After several years of disruption from property renovations, the Quad has settled into its permanent location. The six-table room is next to the Catalyst bar and is one of the nicest, roomiest venues you can find for a small location.
VENETIAN: The biggest room on the Strip announced a partnership with Ca D’Oro and Horologio for 2014. Ten Tag Heuer watches, valued at $2,500, will be given away over the course of the year. Five will be given to main-event champions of the five Deep Stack events this year. It has not yet been determined how the other five will be awarded.
SAM’S TOWN: This popular locals room on the east side of town offers a $105 deepstack bounty tournament on the second and fourth Saturdays of the month. The starting stack is 10K, and additional 2K chips are available as a $5 staff bonus. The levels are 20 minutes and only $10 of the buy-in goes to the house, making this an attractive option.
Sam’s Town also offers cheaper tournaments three times a day (10 a.m., 1 p.m. and 7 p.m.). Cash-game promos include high-hand bonuses, Aces Cracked and bonuses for the best full houses on selective days.
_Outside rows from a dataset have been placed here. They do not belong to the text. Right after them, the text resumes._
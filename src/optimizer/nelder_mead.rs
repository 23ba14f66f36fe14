//! Nelder-Mead derivative-free simplex search over the full flattened
//! parameter vector (covariance, auxiliary, and coefficients together) -
//! per §4.5, selecting Nelder-Mead for the covariance block means it also
//! drives the coefficient block in the same run.

use crate::error::Result;
use crate::options::FitOptions;

use super::{FitOutcome, Objective, Params};

const REFLECT: f64 = 1.0;
const EXPAND: f64 = 2.0;
const CONTRACT: f64 = 0.5;
const SHRINK: f64 = 0.5;
/// Substituted for a NaN/Inf evaluation so the simplex treats it as a
/// (very) bad point instead of propagating NaN through comparisons.
const PENALTY: f64 = 1e12;

fn eval_flat(objective: &mut dyn Objective, template: &Params, flat: &[f64]) -> f64 {
    let params = template.from_flat(flat);
    match objective.evaluate(&params) {
        Ok(e) if e.neg_ll.is_finite() => e.neg_ll,
        _ => PENALTY,
    }
}

fn rel_change(a: f64, b: f64) -> f64 {
    (a - b).abs() / b.abs().max(1.0)
}

pub fn run(objective: &mut dyn Objective, init: Params, opts: &FitOptions) -> Result<FitOutcome> {
    let n = init.total_len();
    let x0 = init.to_flat();
    if n == 0 {
        let eval = objective.evaluate(&init)?;
        return Ok(FitOutcome { params: init, neg_ll: eval.neg_ll, iterations: 0, stalled: false });
    }

    let mut simplex: Vec<Vec<f64>> = vec![x0.clone()];
    for i in 0..n {
        let mut v = x0.clone();
        v[i] += if v[i].abs() > 1e-8 { 0.05 * v[i] } else { 0.05 };
        simplex.push(v);
    }
    let mut values: Vec<f64> = simplex.iter().map(|v| eval_flat(objective, &init, v)).collect();

    let mut iterations = 0usize;
    let mut stalled = true;
    for iter in 0..opts.max_iter {
        iterations = iter + 1;
        let mut order: Vec<usize> = (0..=n).collect();
        order.sort_by(|&a, &b| values[a].partial_cmp(&values[b]).unwrap());
        simplex = order.iter().map(|&i| simplex[i].clone()).collect();
        values = order.iter().map(|&i| values[i]).collect();

        if rel_change(values[0], values[n]) < opts.delta_rel_conv {
            stalled = false;
            break;
        }

        let centroid: Vec<f64> = (0..n).map(|j| simplex[..n].iter().map(|v| v[j]).sum::<f64>() / n as f64).collect();
        let reflect: Vec<f64> = (0..n).map(|j| centroid[j] + REFLECT * (centroid[j] - simplex[n][j])).collect();
        let f_reflect = eval_flat(objective, &init, &reflect);

        if f_reflect < values[0] {
            let expand: Vec<f64> = (0..n).map(|j| centroid[j] + EXPAND * (reflect[j] - centroid[j])).collect();
            let f_expand = eval_flat(objective, &init, &expand);
            if f_expand < f_reflect {
                simplex[n] = expand;
                values[n] = f_expand;
            } else {
                simplex[n] = reflect;
                values[n] = f_reflect;
            }
        } else if f_reflect < values[n - 1] {
            simplex[n] = reflect;
            values[n] = f_reflect;
        } else {
            let contract: Vec<f64> = (0..n).map(|j| centroid[j] + CONTRACT * (simplex[n][j] - centroid[j])).collect();
            let f_contract = eval_flat(objective, &init, &contract);
            if f_contract < values[n] {
                simplex[n] = contract;
                values[n] = f_contract;
            } else {
                for i in 1..=n {
                    for j in 0..n {
                        simplex[i][j] = simplex[0][j] + SHRINK * (simplex[i][j] - simplex[0][j]);
                    }
                    values[i] = eval_flat(objective, &init, &simplex[i]);
                }
            }
        }
    }

    let mut best_idx = 0;
    for i in 1..values.len() {
        if values[i] < values[best_idx] {
            best_idx = i;
        }
    }
    let params = init.from_flat(&simplex[best_idx]);
    Ok(FitOutcome { params, neg_ll: values[best_idx], iterations, stalled })
}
CLUB FORTUNE: This independent, stand-alone casino in downtown Henderson has a five-table poker room. The room opens at noon and has a $30 daily tournament at 2 p.m. It’s the only room left in Vegas where you’ll find a 50-cent-$1 NLHE game. The minimum buy-in is $20 and the max is $200. Its most popular cash game is $1-$6 spread-limit hold’em. Cash games have a max rake of $3, and free food is offered every evening.
The room offers a popular “Beat the Boss” tournament on Monday nights. It’s a $45 buy-in for 5K chips and 15-minute levels. Additional chips are available for live play up to three hours before the 7 p.m. start. The player that knocks out the boss receives a $100 bounty. If the boss wins the tournament, the $100 is carried over to the next week’s tournament, but the second-place finisher in the tournament will claim the first-place prize money. There’s also a random $20 mystery bounty. The tournament offers a progressive high-hand bonus, too.
BELLAGIO: Longtime tournament director Jack McClelland retired at the end of 2013. A replacement has yet to be named. His career spans more than 30 years, including director of the World Series for several years in the late ’80s.
OBSERVED IN A VEGAS POKER ROOM: A player was overly tired, or perhaps intoxicated, and was taking a long time to make even the simplest decisions. The river card put three to a straight on the board, which also showed a pair of nines. He was first to act. After a minute, he finally said to the dealer, “I forget, does three of a kind beat a straight?” The dealer wouldn’t answer, saying it was one player to a hand.
The player then said, “You mean I have to Google it? OK,” and grabbed his smart phone. The dealer called the floor person, who stopped the player from looking at his phone by telling him no, three of a kind does not beat a straight. By the way, I later checked with the shift manager who confirmed it was appropriate for the floor to answer the question.
The player said, “It doesn’t? Oh.” And then he mucked his cards, despite no bet facing him. The other player took the pot, and showed a 10, indicating he had a pair of 10s.
The moral of the story? If you see a player like this in a Vegas poker room, ask for a table change to his table.